Work through your feelings first
You may need a moment to come to terms with your feelings before you share your diagnosis with family and others. Most people don’t want to carry that burden alone but may need a little time. If you’re struggling with your own feelings, it’s okay and completely normal.
Make a list
Tell your spouse or partner first. If you’re unsure who else needs to know outside of family, you may want to make a list of others you can confide in. Consider telling a few key family members who can contact others with the news. As for friends, separate close friends from people you know casually. If you don’t have family members or children who live near, you may find support through your circle of friends. Such was the case with Ana*.
Ana was a single, childless woman whose parents had died years ago, and her siblings lived out of state, halfway across the country. Even though she remained in her hometown, she was a private person with a small circle of close friends. When she was diagnosed with ovarian cancer five years ago, she told her brothers first and then reached out to trusted friends, who loved and supported her.
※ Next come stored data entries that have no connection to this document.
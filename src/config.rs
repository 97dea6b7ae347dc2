use std::path::PathBuf;

/// Application-level constants
pub const APP_NAME: &str = "Nephro Alerts";
pub const APP_VERSION: &str = env!("CARGO_PKG_VERSION");

/// Overrides the data directory when set (deployments, tests).
pub const HOME_ENV_VAR: &str = "NEPHRO_ALERTS_HOME";

/// Get the application data directory.
/// `$NEPHRO_ALERTS_HOME` if set, else ~/NephroAlerts/. Falls back to the
/// working directory when no home directory can be determined.
pub fn app_data_dir() -> PathBuf {
    if let Some(dir) = std::env::var_os(HOME_ENV_VAR).filter(|v| !v.is_empty()) {
        return PathBuf::from(dir);
    }
    dirs::home_dir()
        .unwrap_or_else(|| PathBuf::from("."))
        .join("NephroAlerts")
}

/// Get the SQLite database path
pub fn database_path() -> PathBuf {
    app_data_dir().join("nephro-alerts.db")
}

/// Optional JSON file overriding the built-in default thresholds
pub fn thresholds_path() -> PathBuf {
    app_data_dir().join("thresholds.json")
}

/// Log filter used when `RUST_LOG` is unset.
pub fn default_log_filter() -> &'static str {
    "info,nephro_alerts_lib=debug"
}
use chrono::NaiveDateTime;
use serde::{Deserialize, Serialize};
use uuid::Uuid;

use super::enums::{AlertParameter, AlertSeverity, AlertStatus};

/// A persisted clinical alert.
///
/// `value` and `threshold` are text because blood pressure findings are
/// composite (`"138/92"` against `"140/90"`).
#[derive(Debug, Clone, PartialEq, Serialize, Deserialize)]
pub struct Alert {
    pub id: Uuid,
    pub patient_id: Uuid,
    pub consultation_id: Option<Uuid>,
    pub severity: AlertSeverity,
    pub status: AlertStatus,
    pub message: String,
    pub parameter: Option<AlertParameter>,
    pub value: Option<String>,
    pub threshold: Option<String>,
    pub created_at: NaiveDateTime,
    pub resolved_at: Option<NaiveDateTime>,
}

/// An active alert joined with the patient it concerns (dashboard feed).
#[derive(Debug, Clone, Serialize, Deserialize)]
pub struct AlertWithPatient {
    pub alert: Alert,
    pub patient_name: String,
    pub patient_code: String,
}
pub mod config;
pub mod db;
pub mod intelligence;
pub mod models;
pub mod reporting;

use tracing_subscriber::EnvFilter;

/// Install the global tracing subscriber. `RUST_LOG` wins over the
/// built-in filter.
pub fn init_tracing() {
    tracing_subscriber::fmt()
        .with_env_filter(
            EnvFilter::try_from_default_env()
                .unwrap_or_else(|_| EnvFilter::new(config::default_log_filter())),
        )
        .init();
}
When Ana started losing her hair due to chemo, her hairstylist (and best friend), Kara, booked her an appointment after hours. There were no other stylists or clients in the salon. We laughed, talked and cried,” Kara says. “It is a moment I will never forget. I was honored to be there for her.”
Be sure to tell your employer
If you are employed, notify your supervisor, as well as Human Resources. Depending on your length of service on the job, you may qualify for paid time off or medical leave for doctor’s appointments and treatments, if necessary. Coworkers can be a great support system, too. When you’re making your list, include your work family, if you have those type of relationships.
Maintain your routine
Keep life normal as much as you possibly can while you’re going through treatment. Encourage caregivers and family to take time for themselves and take care of their physical and mental health. This is especially important if there are children in the home. Try to keep their routine as normal as possible.
If you need help talking to your loved ones about your cancer diagnosis, consult your healthcare provider for guidance. If you are struggling with your mental health, don’t hesitate to ask for the help you need. Support groups are also an excellent resource for information and support.
Visit cancer.org and search for “telling others about your diagnosis.”
* Ana and Kara are not the real names of the women in this article.